Luke Hochevar: Suddenly Valuable


Jun 4, 2013; Kansas City, MO, USA; Kansas City Royals relief pitcher Luke Hochevar (44) delivers a pitch in the fifth inning of the game against the Minnesota Twins at Kauffman Stadium. Mandatory Credit: Denny Medley-USA TODAY Sports

I can’t think of anybody outside of the Royals organization who thought that tendering a contract to Luke Hochevar was a good idea. After years of waiting for the tools that made him a number one overall pick to catch up to him in the big leagues, most Royals fans were beyond frustrated.

He’d show flashes, of course. The 80 pitch complete game. The 13 K, no walk game. The duel against David Price. A stretch of 28 consecutive batters retired over two starts (vs. Seattle and Cleveland in April 2011).

Problem was, he’d show just as much bad as good. The 2012 home opener comes to mind where he gave up seven runs before most fans were in their seats. And after retiring that 28th batter, Hochevar then gave up four runs in an inning.

But once the Royals gave him a contract for 2013, the attitude had to shift from “why keep him?” to “what can we get out of him?” and he was moved into a bullpen role. From there, he’s thrived. Last week, we discussed some of our biggest surprises of the Royals season so far. Most said either David Lough or Ervin Santana, but on further reflection, Hochevar deserves that nod.

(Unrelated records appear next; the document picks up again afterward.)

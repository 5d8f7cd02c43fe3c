//! Fuzz target for host event and sink line decoding.
//!
//! Arbitrary lines must decode to an event or an error, never panic.

#![no_main]

use libfuzzer_sys::fuzz_target;
use trim_telemetry::host::HostEvent;
use trim_telemetry::sink::parse_line;

fuzz_target!(|data: &[u8]| {
    if let Ok(line) = std::str::from_utf8(data) {
        let _ = HostEvent::decode(line);
        let _ = parse_line(line);
    }
});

It goes to show that if you have a struggling starter, try them in the bullpen first and see what kind of value they can do. If they continue to stink, cut them loose. If not, though, you might have something. Hochevar’s bullpen work has turned into 37 innings of 1.95 ERA pitching. Mostly, he’s been used in controllable situations, but he’s still taking advantage of his opportunities. Like many pitchers, he’s had a platoon advantage against right-handed batters (for his career, Hochevar has held right-handed batters to an OPS 100 points lower than lefties) but coming out of the bullpen this year, it’s become a wider split and he’s struck out 35% of righties.

Coming out of the bullpen allows Hochevar to focus more on using his fastball and cutter. He’s mostly scrapped the slider altogether along with his changeup. He’s focusing on just a few pitches because he only has to get through a few batters at a time, rather than try to dish out lesser secondary pitches to change the looks he’s giving a full lineup. Over his career, he’s been more successful the first time through an order as a starter than the second or third time, so focusing on his best stuff for the one or two innings he’ll throw has been working.

He’s also throwing harder, gaining about two mph on his average fastball velocity as a reliever. That’s also resulting in more swings and misses. In the past, hitters would swing and miss about 8% of the time. Now they do so over 12% of the time. As a result, his strikeout rate has climbed from 6.2 K/9 after 2012 to 9.2 K/9 in 2013 and his 26.8% strikeout percentage is a career high by nearly nine percentage points. Even better, his walkrate hasn’t risen at the same time.

Bad pitchers still get shelled in low leverage situations, and Hochevar is getting the outs when he’s called on. After some bullpen struggles and while Kelvin Herrera was in Omaha, Hochevar was climbing up to be in the mix for some eighth inning setup work. While the Royals haven’t used him in big situations most of the year, I think most fans are less anxious if he comes into the game.

The recasting of Hochevar as a reliever has turned him into an intriguing arm. Remember, he was twice drafted by the Dodgers before the Royals took him first overall in 2006. Now, Peter Gammons has mentioned him as a potential closer in the future and Ken Rosenthal of Fox Sports has reported that the Red Sox have scouted him as a potential trade candidate.

Hochevar, with a $4.56 million salary this year, is easily expendable even with his solid season. If the Royals have done anything under Dayton Moore, it’s find solid bullpen arms from all over – the farm system, the waiver wire, free agency. If they traded Hochevar for anything, Donnie Joseph, Will Smith, or even Buddy Baumann could jump up and take some middle relief innings. With Louis Coleman, Aaron Crow, and Kelvin Herrera available, the setup innings would be covered. They could even call up Danny Duffy to start and put Wade Davis in Hochevar’s bullpen spot (Davis was successful as a reliever last year for Tampa after a couple of rough starting years). Maybe the Royals would even go after Yordano Ventura as a reliever at the big league level. Felipe Paulino might be an option if his newly restarted rehab goes well enough quickly enough.

Bottom line, he’s replaceable. And if the Royals can turn years of frustration into anything of value – say a decent hitting prospect or some high upside arms – they should go for it. It’s doubtful they’d be willing to offer Hochevar another raise in arbitration next winter to keep him around in the bullpen, especially when younger, more cost-controlled options are available and ready. Effectively, they can view him as a pending free agent but sell him as having another year of control to another team.

If nothing else, though, Hochevar has changed some opinions in Kansas City about him. It doesn’t make up for the meltdown starts, but returning a solid prospect in a deal would be a nice way to turn rags to riches.